__Instructions for the task__:
Look for the string "three" in the listing below and copy every line in which it appears.

**** Information provided ****

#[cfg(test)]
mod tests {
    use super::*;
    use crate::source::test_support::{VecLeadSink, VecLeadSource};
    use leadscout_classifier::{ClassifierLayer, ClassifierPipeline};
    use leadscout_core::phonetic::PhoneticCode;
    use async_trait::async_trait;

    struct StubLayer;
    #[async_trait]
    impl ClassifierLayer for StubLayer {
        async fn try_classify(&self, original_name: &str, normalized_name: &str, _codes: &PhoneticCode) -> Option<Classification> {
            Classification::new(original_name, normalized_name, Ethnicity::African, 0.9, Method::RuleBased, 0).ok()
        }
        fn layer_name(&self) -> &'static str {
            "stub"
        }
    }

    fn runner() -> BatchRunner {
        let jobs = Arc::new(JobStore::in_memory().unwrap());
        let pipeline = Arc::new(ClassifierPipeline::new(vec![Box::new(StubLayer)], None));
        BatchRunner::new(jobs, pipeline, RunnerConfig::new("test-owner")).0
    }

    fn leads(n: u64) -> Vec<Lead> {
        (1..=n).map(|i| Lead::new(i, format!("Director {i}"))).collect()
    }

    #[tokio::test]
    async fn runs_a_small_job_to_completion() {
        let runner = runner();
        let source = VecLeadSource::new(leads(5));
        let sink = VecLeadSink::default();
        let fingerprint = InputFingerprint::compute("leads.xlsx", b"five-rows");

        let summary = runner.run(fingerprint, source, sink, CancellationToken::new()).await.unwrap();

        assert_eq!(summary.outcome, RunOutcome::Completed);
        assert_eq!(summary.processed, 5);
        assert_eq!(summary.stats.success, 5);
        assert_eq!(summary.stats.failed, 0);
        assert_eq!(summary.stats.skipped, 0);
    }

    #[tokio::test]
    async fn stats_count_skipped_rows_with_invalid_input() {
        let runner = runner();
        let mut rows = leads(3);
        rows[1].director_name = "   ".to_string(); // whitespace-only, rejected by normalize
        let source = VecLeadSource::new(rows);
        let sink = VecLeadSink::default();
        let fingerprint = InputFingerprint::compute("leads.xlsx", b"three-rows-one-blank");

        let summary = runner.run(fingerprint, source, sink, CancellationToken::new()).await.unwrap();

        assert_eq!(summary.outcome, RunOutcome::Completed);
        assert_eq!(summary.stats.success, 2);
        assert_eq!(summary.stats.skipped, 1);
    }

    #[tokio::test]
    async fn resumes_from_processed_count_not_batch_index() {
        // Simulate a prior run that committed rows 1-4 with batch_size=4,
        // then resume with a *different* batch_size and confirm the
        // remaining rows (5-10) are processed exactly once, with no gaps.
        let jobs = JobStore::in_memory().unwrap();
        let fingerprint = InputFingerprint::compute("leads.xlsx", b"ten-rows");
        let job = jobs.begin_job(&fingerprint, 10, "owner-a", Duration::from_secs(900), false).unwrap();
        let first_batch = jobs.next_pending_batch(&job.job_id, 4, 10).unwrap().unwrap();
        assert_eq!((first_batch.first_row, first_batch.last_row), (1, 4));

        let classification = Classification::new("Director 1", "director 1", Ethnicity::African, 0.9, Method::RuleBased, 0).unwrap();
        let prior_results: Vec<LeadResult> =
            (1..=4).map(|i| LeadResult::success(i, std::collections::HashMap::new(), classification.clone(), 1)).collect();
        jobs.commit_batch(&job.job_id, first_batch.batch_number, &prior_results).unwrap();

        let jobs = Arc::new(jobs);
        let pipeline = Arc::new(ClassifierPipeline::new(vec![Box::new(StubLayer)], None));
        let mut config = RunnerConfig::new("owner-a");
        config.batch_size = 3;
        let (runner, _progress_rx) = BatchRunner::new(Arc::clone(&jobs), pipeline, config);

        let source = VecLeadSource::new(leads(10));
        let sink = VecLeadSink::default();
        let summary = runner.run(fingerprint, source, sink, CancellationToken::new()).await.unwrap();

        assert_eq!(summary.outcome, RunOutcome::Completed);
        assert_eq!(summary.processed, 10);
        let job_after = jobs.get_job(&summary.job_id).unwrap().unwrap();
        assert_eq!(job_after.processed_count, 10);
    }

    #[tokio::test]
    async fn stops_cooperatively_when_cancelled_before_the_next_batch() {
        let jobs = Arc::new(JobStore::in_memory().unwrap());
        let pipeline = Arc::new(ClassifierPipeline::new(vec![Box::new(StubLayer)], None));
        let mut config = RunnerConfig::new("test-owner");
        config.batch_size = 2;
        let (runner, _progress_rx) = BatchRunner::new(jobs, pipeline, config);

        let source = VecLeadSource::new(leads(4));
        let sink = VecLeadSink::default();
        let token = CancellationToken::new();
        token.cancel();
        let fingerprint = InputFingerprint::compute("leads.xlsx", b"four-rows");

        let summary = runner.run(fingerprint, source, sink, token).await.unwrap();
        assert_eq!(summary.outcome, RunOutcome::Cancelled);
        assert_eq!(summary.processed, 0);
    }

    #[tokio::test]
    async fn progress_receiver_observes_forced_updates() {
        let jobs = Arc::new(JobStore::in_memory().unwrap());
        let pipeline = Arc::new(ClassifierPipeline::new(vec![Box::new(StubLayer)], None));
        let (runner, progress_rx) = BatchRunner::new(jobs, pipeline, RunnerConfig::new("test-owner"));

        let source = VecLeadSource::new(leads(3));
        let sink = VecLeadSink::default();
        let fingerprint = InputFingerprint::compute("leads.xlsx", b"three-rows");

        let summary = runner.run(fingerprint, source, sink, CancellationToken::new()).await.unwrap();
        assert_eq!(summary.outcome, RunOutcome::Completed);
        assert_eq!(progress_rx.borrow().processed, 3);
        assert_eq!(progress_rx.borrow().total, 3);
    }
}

****
**** Information provided ****

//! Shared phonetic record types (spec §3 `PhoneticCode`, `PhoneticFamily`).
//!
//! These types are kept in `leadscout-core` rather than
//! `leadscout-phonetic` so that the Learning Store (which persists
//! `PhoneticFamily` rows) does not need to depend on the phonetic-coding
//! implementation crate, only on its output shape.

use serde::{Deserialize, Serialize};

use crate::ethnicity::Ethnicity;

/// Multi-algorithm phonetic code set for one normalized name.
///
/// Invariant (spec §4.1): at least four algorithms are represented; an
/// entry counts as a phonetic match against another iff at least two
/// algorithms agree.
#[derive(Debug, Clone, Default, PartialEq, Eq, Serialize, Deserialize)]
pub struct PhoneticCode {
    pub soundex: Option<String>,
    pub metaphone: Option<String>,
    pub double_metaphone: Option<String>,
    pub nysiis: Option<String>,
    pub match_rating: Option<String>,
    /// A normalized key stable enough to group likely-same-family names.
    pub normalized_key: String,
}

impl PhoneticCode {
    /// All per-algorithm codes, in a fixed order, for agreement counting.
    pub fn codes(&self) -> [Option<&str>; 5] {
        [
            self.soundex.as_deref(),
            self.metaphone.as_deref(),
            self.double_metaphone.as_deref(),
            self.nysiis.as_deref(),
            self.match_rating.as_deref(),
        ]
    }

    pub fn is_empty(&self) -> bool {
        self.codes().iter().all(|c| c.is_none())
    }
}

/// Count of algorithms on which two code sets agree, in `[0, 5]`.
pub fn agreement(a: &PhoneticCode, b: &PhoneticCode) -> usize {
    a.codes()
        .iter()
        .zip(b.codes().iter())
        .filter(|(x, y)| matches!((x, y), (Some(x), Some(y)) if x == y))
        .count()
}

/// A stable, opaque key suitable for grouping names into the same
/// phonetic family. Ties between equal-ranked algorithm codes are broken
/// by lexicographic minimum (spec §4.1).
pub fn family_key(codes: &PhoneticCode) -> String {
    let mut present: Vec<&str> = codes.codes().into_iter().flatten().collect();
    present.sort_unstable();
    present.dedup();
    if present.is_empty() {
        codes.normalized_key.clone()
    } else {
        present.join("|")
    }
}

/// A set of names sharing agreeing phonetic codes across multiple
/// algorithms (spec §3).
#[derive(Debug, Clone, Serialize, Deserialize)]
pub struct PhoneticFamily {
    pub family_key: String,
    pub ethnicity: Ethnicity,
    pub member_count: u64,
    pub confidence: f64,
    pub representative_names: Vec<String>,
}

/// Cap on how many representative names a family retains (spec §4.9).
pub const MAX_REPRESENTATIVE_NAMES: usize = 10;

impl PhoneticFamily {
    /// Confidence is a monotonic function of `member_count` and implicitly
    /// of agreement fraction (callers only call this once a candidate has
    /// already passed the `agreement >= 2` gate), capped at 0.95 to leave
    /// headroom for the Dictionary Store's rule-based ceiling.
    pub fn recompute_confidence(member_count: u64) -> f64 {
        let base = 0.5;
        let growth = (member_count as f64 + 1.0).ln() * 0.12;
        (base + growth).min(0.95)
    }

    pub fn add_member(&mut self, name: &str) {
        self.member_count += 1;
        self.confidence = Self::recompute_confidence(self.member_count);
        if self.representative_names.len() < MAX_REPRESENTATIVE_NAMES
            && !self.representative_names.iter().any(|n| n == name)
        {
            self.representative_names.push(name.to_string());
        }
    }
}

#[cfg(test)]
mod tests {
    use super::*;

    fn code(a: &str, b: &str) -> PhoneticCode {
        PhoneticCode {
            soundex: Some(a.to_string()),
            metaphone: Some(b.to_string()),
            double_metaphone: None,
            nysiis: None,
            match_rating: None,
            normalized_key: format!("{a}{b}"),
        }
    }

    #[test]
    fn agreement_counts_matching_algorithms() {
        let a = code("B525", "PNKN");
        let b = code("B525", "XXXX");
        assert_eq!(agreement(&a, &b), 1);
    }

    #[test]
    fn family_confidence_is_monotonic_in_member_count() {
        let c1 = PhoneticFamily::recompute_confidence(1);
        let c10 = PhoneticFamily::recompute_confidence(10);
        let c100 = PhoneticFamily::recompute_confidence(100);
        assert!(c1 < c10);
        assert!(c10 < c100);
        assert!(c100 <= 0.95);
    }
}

****
**** Information provided ****

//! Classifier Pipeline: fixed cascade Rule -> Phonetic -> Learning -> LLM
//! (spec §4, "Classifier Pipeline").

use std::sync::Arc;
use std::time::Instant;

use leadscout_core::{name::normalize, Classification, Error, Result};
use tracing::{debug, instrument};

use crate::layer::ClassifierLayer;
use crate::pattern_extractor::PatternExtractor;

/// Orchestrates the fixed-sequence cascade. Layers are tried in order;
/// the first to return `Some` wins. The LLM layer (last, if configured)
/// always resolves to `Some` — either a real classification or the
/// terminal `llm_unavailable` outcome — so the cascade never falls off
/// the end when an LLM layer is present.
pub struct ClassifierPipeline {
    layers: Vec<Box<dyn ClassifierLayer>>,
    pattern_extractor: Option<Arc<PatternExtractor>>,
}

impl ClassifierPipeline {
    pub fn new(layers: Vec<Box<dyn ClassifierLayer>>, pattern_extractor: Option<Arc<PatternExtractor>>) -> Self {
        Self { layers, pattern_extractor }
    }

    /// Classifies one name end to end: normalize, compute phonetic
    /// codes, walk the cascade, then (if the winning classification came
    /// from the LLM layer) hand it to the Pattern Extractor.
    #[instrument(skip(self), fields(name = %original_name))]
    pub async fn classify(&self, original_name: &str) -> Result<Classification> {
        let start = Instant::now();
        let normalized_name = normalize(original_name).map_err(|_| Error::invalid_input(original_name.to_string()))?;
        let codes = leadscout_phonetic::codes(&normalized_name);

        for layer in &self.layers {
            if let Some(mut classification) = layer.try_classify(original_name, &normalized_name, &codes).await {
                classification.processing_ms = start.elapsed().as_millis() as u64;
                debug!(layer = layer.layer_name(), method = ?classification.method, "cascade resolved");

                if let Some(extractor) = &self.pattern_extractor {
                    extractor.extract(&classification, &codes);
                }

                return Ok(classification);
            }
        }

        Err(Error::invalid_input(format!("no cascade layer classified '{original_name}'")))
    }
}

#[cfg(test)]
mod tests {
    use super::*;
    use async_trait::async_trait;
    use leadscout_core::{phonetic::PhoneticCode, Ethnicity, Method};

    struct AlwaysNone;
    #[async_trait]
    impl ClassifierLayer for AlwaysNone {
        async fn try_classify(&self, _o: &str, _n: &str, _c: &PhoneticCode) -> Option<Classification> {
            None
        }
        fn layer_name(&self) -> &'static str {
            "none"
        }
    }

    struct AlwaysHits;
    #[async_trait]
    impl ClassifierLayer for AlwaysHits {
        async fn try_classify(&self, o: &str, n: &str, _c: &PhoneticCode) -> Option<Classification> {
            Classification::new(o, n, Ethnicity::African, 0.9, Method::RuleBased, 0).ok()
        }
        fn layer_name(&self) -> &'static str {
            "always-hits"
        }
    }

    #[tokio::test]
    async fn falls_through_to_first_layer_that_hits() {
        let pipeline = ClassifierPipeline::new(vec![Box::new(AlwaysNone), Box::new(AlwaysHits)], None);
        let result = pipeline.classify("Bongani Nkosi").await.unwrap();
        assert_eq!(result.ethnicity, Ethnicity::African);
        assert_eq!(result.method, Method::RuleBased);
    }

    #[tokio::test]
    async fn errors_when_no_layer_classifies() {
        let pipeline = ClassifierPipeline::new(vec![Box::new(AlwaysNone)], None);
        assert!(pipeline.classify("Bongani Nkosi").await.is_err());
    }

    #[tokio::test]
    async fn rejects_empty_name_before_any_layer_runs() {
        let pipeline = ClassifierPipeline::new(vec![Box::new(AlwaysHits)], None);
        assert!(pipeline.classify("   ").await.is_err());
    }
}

****

__Result of this task__:
        let fingerprint = InputFingerprint::compute("leads.xlsx", b"three-rows-one-blank");
        let fingerprint = InputFingerprint::compute("leads.xlsx", b"three-rows");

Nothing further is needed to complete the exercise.